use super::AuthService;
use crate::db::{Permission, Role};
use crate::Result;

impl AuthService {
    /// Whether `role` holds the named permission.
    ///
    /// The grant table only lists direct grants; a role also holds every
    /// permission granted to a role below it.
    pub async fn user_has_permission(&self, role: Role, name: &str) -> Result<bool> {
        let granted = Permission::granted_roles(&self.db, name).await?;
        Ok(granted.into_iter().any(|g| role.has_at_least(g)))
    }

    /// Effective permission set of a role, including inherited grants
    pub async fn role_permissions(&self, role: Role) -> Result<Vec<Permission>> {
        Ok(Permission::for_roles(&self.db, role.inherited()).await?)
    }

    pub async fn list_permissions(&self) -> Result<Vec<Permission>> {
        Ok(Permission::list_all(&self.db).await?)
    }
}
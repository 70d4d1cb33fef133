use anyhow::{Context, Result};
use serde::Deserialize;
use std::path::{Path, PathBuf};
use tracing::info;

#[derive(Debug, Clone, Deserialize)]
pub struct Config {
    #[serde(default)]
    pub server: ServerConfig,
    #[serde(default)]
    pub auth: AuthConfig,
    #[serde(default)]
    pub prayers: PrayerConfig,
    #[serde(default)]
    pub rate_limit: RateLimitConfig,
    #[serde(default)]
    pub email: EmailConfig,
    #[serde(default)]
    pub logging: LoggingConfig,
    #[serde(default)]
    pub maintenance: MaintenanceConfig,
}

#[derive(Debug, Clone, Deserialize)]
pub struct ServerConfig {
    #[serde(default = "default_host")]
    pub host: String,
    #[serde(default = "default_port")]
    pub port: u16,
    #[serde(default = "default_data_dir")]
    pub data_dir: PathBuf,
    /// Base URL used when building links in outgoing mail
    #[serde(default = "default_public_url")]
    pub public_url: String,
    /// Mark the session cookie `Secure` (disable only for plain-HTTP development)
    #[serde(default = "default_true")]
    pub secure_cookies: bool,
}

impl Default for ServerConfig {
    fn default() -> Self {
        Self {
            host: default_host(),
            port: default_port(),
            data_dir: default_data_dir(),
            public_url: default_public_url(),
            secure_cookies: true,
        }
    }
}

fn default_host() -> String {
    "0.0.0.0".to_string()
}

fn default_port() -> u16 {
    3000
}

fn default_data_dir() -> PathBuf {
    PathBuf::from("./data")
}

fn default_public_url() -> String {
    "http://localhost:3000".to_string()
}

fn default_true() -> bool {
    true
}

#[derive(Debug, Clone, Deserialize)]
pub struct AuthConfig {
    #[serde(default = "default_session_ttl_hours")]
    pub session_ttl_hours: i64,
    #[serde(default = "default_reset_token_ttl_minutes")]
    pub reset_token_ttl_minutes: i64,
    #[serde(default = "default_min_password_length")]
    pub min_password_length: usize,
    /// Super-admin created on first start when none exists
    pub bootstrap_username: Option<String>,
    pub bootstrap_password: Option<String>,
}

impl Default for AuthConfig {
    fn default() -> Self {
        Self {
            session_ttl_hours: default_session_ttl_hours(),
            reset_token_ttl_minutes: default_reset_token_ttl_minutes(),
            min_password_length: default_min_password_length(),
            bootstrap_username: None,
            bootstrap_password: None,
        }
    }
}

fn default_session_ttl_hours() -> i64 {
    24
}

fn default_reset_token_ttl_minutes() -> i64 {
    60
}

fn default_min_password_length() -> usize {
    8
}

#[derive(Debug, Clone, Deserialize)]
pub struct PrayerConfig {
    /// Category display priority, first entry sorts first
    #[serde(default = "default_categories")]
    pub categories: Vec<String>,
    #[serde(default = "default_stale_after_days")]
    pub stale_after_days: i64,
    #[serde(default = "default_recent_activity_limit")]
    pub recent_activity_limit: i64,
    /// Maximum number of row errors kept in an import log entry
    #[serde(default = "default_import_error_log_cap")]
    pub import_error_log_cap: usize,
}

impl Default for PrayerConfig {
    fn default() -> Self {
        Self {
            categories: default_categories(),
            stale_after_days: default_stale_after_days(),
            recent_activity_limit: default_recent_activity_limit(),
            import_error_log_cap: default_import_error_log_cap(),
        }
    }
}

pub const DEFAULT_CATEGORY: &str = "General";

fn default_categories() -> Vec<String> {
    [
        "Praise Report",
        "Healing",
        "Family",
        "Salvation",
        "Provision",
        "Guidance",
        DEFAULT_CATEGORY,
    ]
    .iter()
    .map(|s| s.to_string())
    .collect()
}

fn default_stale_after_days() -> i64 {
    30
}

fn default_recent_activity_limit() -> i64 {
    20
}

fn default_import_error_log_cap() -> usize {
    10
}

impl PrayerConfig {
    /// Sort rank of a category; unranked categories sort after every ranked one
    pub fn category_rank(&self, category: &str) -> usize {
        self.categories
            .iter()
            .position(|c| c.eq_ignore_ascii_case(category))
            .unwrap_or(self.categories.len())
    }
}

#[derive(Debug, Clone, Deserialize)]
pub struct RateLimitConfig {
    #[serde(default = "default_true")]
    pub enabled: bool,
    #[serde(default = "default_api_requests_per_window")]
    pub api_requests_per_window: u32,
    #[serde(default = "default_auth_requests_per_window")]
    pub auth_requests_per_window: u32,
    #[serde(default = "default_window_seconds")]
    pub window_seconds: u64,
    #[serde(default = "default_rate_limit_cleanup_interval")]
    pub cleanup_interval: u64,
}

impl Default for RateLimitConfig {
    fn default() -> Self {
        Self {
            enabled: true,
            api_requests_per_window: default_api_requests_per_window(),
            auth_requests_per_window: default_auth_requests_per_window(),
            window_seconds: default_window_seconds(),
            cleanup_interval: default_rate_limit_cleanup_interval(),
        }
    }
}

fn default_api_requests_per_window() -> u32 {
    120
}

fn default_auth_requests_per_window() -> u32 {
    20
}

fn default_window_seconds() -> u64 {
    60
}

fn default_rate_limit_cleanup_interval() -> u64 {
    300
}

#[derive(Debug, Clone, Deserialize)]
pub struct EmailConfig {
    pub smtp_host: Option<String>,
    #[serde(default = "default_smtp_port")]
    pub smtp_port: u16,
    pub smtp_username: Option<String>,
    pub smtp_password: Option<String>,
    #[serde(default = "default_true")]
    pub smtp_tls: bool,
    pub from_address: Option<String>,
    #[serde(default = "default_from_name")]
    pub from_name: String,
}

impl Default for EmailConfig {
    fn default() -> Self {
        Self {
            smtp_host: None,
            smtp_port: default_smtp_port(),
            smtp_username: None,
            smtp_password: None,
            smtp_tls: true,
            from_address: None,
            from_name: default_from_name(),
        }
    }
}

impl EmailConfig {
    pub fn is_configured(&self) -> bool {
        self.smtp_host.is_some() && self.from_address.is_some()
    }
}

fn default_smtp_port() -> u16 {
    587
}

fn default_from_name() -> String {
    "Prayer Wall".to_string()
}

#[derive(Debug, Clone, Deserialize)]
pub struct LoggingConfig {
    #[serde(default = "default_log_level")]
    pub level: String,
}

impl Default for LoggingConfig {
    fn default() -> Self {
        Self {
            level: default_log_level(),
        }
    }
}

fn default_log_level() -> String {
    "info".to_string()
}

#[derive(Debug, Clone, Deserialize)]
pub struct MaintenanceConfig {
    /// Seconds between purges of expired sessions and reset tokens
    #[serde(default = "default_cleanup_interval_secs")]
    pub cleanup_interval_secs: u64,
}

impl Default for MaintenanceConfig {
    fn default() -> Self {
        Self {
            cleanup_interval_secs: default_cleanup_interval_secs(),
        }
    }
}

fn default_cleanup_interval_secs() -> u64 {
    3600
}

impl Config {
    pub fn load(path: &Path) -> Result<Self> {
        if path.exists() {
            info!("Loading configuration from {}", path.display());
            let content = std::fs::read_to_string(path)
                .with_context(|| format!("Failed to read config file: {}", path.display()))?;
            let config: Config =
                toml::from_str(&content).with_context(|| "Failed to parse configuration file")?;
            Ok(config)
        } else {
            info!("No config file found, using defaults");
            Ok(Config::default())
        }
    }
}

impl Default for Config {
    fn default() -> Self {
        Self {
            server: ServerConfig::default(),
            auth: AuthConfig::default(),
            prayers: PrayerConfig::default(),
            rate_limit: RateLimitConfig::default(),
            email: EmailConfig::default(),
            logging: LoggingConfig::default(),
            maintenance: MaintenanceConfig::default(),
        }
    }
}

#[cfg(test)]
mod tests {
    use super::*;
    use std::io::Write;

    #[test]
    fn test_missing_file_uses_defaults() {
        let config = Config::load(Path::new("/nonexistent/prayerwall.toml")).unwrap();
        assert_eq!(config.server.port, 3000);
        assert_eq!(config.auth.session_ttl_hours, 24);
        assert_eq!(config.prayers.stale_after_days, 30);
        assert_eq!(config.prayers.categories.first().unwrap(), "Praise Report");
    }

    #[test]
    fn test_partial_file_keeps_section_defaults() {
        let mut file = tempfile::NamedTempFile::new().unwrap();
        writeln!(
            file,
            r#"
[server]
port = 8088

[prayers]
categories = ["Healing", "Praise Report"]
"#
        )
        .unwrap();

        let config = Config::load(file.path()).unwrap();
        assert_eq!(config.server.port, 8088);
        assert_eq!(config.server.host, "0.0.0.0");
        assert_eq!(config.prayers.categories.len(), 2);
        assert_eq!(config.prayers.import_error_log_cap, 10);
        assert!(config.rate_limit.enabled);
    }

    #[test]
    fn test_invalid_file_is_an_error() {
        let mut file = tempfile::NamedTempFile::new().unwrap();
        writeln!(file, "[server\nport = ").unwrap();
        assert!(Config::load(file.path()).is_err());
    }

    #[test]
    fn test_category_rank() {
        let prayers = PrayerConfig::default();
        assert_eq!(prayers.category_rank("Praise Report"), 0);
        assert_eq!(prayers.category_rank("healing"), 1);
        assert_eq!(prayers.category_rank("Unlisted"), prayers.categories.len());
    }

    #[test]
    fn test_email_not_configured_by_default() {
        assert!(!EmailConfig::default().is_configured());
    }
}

**Exercise aim:**
Quote the records above from their first line through the line containing "pub async fn user_has_permission(&self, role: Role, name: &str)", both ends included.

**Worked solution:**
use super::AuthService;
use crate::db::{Permission, Role};
use crate::Result;

impl AuthService {
    /// Whether `role` holds the named permission.
    ///
    /// The grant table only lists direct grants; a role also holds every
    /// permission granted to a role below it.
    pub async fn user_has_permission(&self, role: Role, name: &str) -> Result<bool> {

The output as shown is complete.